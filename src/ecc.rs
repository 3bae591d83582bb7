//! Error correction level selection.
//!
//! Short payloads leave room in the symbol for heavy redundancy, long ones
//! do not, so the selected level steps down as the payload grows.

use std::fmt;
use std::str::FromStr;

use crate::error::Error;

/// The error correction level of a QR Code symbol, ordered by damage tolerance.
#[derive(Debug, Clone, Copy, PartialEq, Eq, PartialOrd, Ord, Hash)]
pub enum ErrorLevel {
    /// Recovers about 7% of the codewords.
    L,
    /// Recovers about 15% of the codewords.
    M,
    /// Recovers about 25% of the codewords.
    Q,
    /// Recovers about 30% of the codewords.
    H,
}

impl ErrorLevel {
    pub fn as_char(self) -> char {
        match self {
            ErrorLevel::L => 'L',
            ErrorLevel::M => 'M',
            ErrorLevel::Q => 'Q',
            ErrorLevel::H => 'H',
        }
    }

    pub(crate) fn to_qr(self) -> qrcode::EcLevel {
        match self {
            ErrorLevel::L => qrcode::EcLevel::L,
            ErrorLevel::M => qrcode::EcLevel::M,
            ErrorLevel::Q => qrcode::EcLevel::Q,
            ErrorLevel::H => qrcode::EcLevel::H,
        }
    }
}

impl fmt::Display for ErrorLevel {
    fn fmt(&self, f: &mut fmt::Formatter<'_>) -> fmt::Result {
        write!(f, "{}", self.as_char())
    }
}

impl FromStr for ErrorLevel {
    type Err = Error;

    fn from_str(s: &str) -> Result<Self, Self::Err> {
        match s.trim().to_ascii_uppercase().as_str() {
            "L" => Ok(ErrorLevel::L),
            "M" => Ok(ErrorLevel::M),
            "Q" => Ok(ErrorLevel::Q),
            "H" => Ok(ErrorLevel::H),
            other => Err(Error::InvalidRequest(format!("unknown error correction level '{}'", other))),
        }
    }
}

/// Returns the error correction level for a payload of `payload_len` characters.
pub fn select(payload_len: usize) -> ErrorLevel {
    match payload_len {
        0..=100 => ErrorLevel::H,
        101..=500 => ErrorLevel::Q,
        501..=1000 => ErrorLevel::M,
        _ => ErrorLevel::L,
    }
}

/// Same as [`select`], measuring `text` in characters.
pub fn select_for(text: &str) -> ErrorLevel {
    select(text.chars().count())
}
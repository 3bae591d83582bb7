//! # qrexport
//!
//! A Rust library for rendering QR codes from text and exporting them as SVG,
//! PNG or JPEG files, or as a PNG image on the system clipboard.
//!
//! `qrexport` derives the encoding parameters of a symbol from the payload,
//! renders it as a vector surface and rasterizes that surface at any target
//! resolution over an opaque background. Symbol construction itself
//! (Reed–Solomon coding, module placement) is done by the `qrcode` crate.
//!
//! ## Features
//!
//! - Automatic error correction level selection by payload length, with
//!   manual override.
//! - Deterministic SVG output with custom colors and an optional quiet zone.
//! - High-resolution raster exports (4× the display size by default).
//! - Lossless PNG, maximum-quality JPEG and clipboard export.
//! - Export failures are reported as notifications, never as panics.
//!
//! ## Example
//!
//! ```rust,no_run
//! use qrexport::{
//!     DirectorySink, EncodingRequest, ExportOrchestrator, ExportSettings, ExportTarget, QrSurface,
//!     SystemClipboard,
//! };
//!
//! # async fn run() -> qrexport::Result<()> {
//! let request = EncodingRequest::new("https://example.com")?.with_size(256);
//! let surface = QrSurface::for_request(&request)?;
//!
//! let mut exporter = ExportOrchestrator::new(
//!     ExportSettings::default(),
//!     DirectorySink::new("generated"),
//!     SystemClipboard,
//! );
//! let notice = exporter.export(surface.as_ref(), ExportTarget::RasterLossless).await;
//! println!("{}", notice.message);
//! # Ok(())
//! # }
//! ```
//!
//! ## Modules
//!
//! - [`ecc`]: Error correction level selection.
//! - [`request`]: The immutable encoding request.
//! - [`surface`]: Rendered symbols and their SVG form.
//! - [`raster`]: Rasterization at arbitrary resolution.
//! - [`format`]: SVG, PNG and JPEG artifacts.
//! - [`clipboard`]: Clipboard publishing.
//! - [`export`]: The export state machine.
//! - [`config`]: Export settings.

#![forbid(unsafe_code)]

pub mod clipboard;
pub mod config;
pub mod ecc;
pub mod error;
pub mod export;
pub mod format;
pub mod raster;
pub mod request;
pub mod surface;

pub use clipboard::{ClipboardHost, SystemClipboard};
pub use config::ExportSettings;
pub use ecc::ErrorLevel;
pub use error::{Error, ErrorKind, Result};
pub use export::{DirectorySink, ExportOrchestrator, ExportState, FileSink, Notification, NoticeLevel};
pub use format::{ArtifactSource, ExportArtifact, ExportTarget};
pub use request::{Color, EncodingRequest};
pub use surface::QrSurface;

◇ ◇ ◇ ◇ ◇ ◇ ◇

#### Task directions:
Start at the first line of the entries and stop at the line that contains "use std::str::FromStr;". Repeat every line in that span exactly, and nothing beyond it.

#### Your response:
filename src/ecc.rs
repository 3bae591d83582bb7
//! Error correction level selection.
//!
//! Short payloads leave room in the symbol for heavy redundancy, long ones
//! do not, so the selected level steps down as the payload grows.

use std::fmt;
use std::str::FromStr;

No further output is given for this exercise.